48 hours after adding a nine-week old puppy to the household, only one hour of sleep the first night, and doing everything I can to help her settle in and adjust to a new home while also teaching her the boundaries (chewing on the cats isn't an option!) my sleep-deprived brain has been to some strange places.

Finding myself sitting on the kitchen floor at 3 AM, very tired and envisioning a long road of lack of sleep and house-training, I can't help but imagine how I would manage should I ever have children. Getting a puppy in no way compares to the hard work that is parenthood, I don't wish to even try to draw a comparison! It's just the nearest I will be to it for a good long while, and I imagine that most people wonder how they would be as a parent. The teething, lack of sleep, constant monitoring and worrying, wondering which way is the best way, while being given very definite yet also conflicting advice seems to bring the issue of motherhood to mind for me!

Well, I'm not ready yet by any means, and I have things I need to work on before I'd even consider having a child. Finding a fella, to name just one, rather crucial thing! However, I like being single. I've had enough bad relationships that I find the whole couple thing quite stressful overall, and find it easier just to remain single.

The tiny thing that sparked this post came about while I was trying to settle the new pup, Pixie, for bed. I had the TV on low for some soothing voices, and a dating programme was on, called The Undateables. I haven't seen much of the programme itself so I can't comment on it, except to say that it featured some people with learning difficulties, tourettes, and autism meeting others through dating agencies and following them around with a camera. As if first dates aren't hard enough, without a camera pointing at you and asking you how it's going!

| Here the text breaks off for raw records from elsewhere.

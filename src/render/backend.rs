use crate::foundation::error::{BridgeError, BridgeResult};
use crate::render::plan::ChartPlan;

/// A rendered chart as RGBA8 pixels.
///
/// Backends return **premultiplied alpha**; the `premultiplied` flag makes this explicit at
/// API boundaries.
#[derive(Clone, Debug)]
pub struct FrameRGBA {
    /// Frame width in pixels.
    pub width: u32,
    /// Frame height in pixels.
    pub height: u32,
    /// RGBA8 bytes, tightly packed, row-major.
    pub data: Vec<u8>,
    /// Whether the `data` is premultiplied alpha.
    pub premultiplied: bool,
}

impl FrameRGBA {
    /// RGBA8 bytes of the pixel at `(x, y)`.
    pub fn pixel(&self, x: u32, y: u32) -> Option<[u8; 4]> {
        if x >= self.width || y >= self.height {
            return None;
        }
        let i = ((y as usize) * (self.width as usize) + x as usize) * 4;
        let px = self.data.get(i..i + 4)?;
        Some([px[0], px[1], px[2], px[3]])
    }
}

/// Output geometry and quality knobs for one render.
#[derive(Clone, Copy, Debug, PartialEq)]
pub struct RenderOpts {
    /// Image width in pixels.
    pub width: u32,
    /// Image height in pixels.
    pub height: u32,
    /// Dots per inch; point sizes scale by `dpi / 72`.
    pub dpi: u32,
    /// Coarser path simplification. Never changes chart content.
    pub fast: bool,
}

impl Default for RenderOpts {
    fn default() -> Self {
        Self {
            width: 800,
            height: 600,
            dpi: 100,
            fast: false,
        }
    }
}

impl RenderOpts {
    pub fn validate(&self) -> BridgeResult<()> {
        if self.width == 0 || self.height == 0 {
            return Err(BridgeError::render("image width/height must be > 0"));
        }
        if self.width > u32::from(u16::MAX) || self.height > u32::from(u16::MAX) {
            return Err(BridgeError::render(format!(
                "image size {}x{} exceeds {}x{}",
                self.width,
                self.height,
                u16::MAX,
                u16::MAX
            )));
        }
        if self.dpi == 0 {
            return Err(BridgeError::render("dpi must be > 0"));
        }
        Ok(())
    }

    /// Pixels per typographic point.
    pub fn px_per_pt(&self) -> f64 {
        f64::from(self.dpi) / 72.0
    }

    /// Maximum deviation in pixels allowed when simplifying polylines.
    pub fn simplify_tolerance_px(&self) -> f64 {
        if self.fast { 1.0 } else { 1.0 / 9.0 }
    }
}

/// A rasterizer that turns a compiled [`ChartPlan`] into pixels.
pub trait ChartBackend {
    /// Draw every operation and label of `plan`.
    fn render_plan(&mut self, plan: &ChartPlan) -> BridgeResult<FrameRGBA>;
}

/// Available backend kinds.
#[derive(Clone, Copy, Debug, Default, PartialEq, Eq)]
pub enum BackendKind {
    /// CPU raster backend powered by `vello_cpu`.
    #[default]
    Cpu,
}

/// Create a chart backend implementation.
pub fn create_backend(kind: BackendKind) -> Box<dyn ChartBackend> {
    match kind {
        BackendKind::Cpu => Box::new(crate::render::cpu::CpuBackend::new()),
    }
}
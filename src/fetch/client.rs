use async_trait::async_trait;
use reqwest::{Request, Response};

/// The transport every upstream request goes through. Wrappers such as
/// [`UrlParam`](super::auth::UrlParam) decorate an inner client.
#[async_trait]
pub trait HttpClient: Send + Sync {
    async fn execute(&self, req: Request) -> reqwest::Result<Response>;
}
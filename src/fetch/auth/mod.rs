//! [`HttpClient`](super::HttpClient) wrappers that attach credentials.

mod url_param;

pub use url_param::UrlParam;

I wasn't paying much attention to it, but just as Pixie fell asleep and I picked up the remote to turn it off, I saw a woman sitting in her kitchen who turned to the camera and said with a wry smile: "It's hard when you're out of the game, it's hard when you're in the game!" And something about that sentence resonated with me as a fundamental truth, that applies to anything in life.

My brushes with depression have taught me a lot about my own unhealthy tendencies to avoid. When I get depressed I withdraw.. because socialising is hard when you feel worthless, dating is impossible when you feel you have nothing to offer, and ducking out seems less painful than forcing yourself to face potential rejection and embarrassment. It seems like a good way to avoid drama, to dodge pain, and staying out of the game seems as though it'll be less hard work. Dating brings up painful personal issues? Stay out of the game! But then you find yourself worrying that you'll always be single, and may never have kids or share the intimacy that a relationship brings. Those things are hard as well. Avoiding parties because you just don't feel bright enough to bring anything good to the table seems justified when depressed, but then sitting at home and missing friends is even harder.

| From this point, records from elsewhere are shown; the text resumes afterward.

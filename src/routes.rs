//! Route lists from the legacy and basic feeds, and basic route details.

use std::sync::LazyLock;

use regex::Regex;
use serde::Serialize;

use crate::feeds::basic::{BasicLine, RouteDetail};
use crate::feeds::legacy::RouteListResponse;

static ROUTE_NUMBER_PREFIX: LazyLock<Regex> =
    LazyLock::new(|| Regex::new(r"\d+-").expect("static regex"));

/// Subway lines, which neither route list includes.
pub const SUBWAY_LINES: &[(u32, &str)] = &[
    (1, "Line 1 Yonge-University"),
    (2, "Line 2 Bloor-Danforth"),
    (4, "Line 4 Sheppard"),
];

/// Line numbers up to 6 are rapid transit and served by the subway feed.
pub fn is_subway_line(line: u32) -> bool {
    line <= 6
}

#[derive(Debug, Clone, PartialEq, Eq, Serialize)]
pub struct RouteSummary {
    pub line: String,
    pub title: String,
}

/// Drops the first `"<number>-"` from a route title: `"505-Dundas"` becomes
/// `"Dundas"`.
pub fn parse_route_title(input: &str) -> String {
    ROUTE_NUMBER_PREFIX.replace(input, "").into_owned()
}

pub fn subway_summaries() -> Vec<RouteSummary> {
    SUBWAY_LINES
        .iter()
        .map(|(line, name)| RouteSummary {
            line: line.to_string(),
            title: name.to_string(),
        })
        .collect()
}

pub fn summaries_legacy(resp: RouteListResponse) -> Vec<RouteSummary> {
    resp.route
        .into_vec()
        .into_iter()
        .map(|r| RouteSummary {
            line: r.tag.to_string(),
            title: parse_route_title(&r.title),
        })
        .collect()
}

/// The basic list pads short names (`"005"`), so the line is re-rendered
/// from its numeric value when it has one.
pub fn summaries_basic(lines: Vec<BasicLine>) -> Vec<RouteSummary> {
    lines
        .into_iter()
        .map(|l| RouteSummary {
            line: l
                .short_name
                .as_u32()
                .map(|n| n.to_string())
                .unwrap_or_else(|| l.short_name.to_string()),
            title: parse_route_title(&l.long_name),
        })
        .collect()
}

#[derive(Debug, Clone, Serialize)]
pub struct BasicStopSummary {
    pub id: String,
    pub code: String,
    pub name: String,
}

/// One branch of a route from the basic route detail feed.
#[derive(Debug, Clone, Serialize)]
pub struct BranchStops {
    pub headsign: String,
    pub gtfs_id: String,
    pub stops: Vec<BasicStopSummary>,
}

/// Branches with a headsign, in upstream order.
pub fn branches_basic(detail: RouteDetail) -> Vec<BranchStops> {
    detail
        .route_branches_with_stops
        .into_iter()
        .filter_map(|b| {
            let headsign = b.route_branch.headsign.filter(|h| !h.trim().is_empty())?;
            Some(BranchStops {
                headsign,
                gtfs_id: b
                    .route_branch
                    .gtfs_id
                    .map(|g| g.to_string())
                    .unwrap_or_default(),
                stops: b
                    .route_branch_stops
                    .into_iter()
                    .map(|s| BasicStopSummary {
                        id: s.id.map(|v| v.to_string()).unwrap_or_default(),
                        code: s.code.map(|v| v.to_string()).unwrap_or_default(),
                        name: s.name,
                    })
                    .collect(),
            })
        })
        .collect()
}
//! Service alerts from a GTFS-realtime alert feed, and the posts of the TTC
//! alerts account on Bluesky.

use serde::Serialize;

use crate::feeds::bluesky::AuthorFeed;
use crate::gtfs_rt::{FeedMessage, TranslatedString};

#[derive(Debug, Clone, PartialEq, Serialize)]
pub struct AlertSummary {
    pub id: String,
    pub header: String,
    pub description: Option<String>,
    /// Route ids named by the alert's informed entities, deduplicated.
    pub routes: Vec<String>,
    pub active_from: Option<u64>,
    pub active_until: Option<u64>,
}

/// The English translation if present, otherwise the first one.
fn text(s: &TranslatedString) -> Option<&str> {
    s.translation
        .iter()
        .find(|t| t.language.as_deref().is_some_and(|l| l.starts_with("en")))
        .or_else(|| s.translation.first())
        .map(|t| t.text.trim())
        .filter(|t| !t.is_empty())
}

/// One summary per alert entity that has header text.
pub fn summaries(feed: &FeedMessage) -> Vec<AlertSummary> {
    feed.entity
        .iter()
        .filter(|e| !e.is_deleted())
        .filter_map(|e| {
            let alert = e.alert.as_ref()?;
            let header = alert.header_text.as_ref().and_then(text)?.to_string();
            let description = alert
                .description_text
                .as_ref()
                .and_then(text)
                .filter(|d| *d != header)
                .map(str::to_string);

            let mut routes: Vec<String> = Vec::new();
            for entity in &alert.informed_entity {
                let route = entity.route_id();
                if !route.is_empty() && !routes.iter().any(|r| r == route) {
                    routes.push(route.to_string());
                }
            }

            let period = alert.active_period.first();
            Some(AlertSummary {
                id: e.id.clone(),
                header,
                description,
                routes,
                active_from: period.and_then(|p| p.start),
                active_until: period.and_then(|p| p.end),
            })
        })
        .collect()
}

/// Alerts that name any of `lines` as an informed route.
pub fn for_lines<'a>(alerts: &'a [AlertSummary], lines: &[&str]) -> Vec<&'a AlertSummary> {
    alerts
        .iter()
        .filter(|a| a.routes.iter().any(|r| lines.contains(&r.as_str())))
        .collect()
}

/// A post from the alerts account.
#[derive(Debug, Clone, PartialEq, Serialize)]
pub struct SocialAlert {
    pub text: String,
    pub created_at: Option<String>,
    pub uri: String,
}

/// The account's own posts, newest first as served; reposts and empty
/// posts are dropped.
pub fn social_alerts(feed: AuthorFeed) -> Vec<SocialAlert> {
    feed.feed
        .into_iter()
        .filter(|item| item.reason.is_none())
        .filter(|item| !item.post.record.text.trim().is_empty())
        .map(|item| SocialAlert {
            text: item.post.record.text.trim().to_string(),
            created_at: item.post.record.created_at,
            uri: item.post.uri,
        })
        .collect()
}

/// Posts mentioning any of `lines` as a whole word, e.g. `"504 King"`.
pub fn social_for_lines<'a>(alerts: &'a [SocialAlert], lines: &[&str]) -> Vec<&'a SocialAlert> {
    alerts
        .iter()
        .filter(|a| {
            a.text
                .split(|c: char| !c.is_ascii_alphanumeric())
                .any(|word| lines.contains(&word))
        })
        .collect()
}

I delayed going to university for a decade because I knew it would be hard and I was terrified that I wouldn't be able to do it, and that it would shatter my dream when I failed. It was easier to stay out of it and preserve it as The Dream I would love to fulfill... when time/money/the ecomomy (insert increasingly far-fetched excuse here) allowed; rather than take the risk and throw myself into it. It took my closest friend confronting me and making me face up to the fact that all my excuses for not going to uni yet were based on fear for me to finally take the plunge.

I don't yet know how it will pan out, but I'm absolutely convinced that leaping in and being committed to finally doing it was the right decision. It is hard, yes, and promises to get harder - but not doing it was hard as well, and in a much more profound way. Doing it means I'm in. I'm involved, I'm driven, I'm challenged and I have new and often fun experiences. Staying out of the game because the game is hard is a poor excuse, because sitting on the sidelines and watching others have fun is even harder.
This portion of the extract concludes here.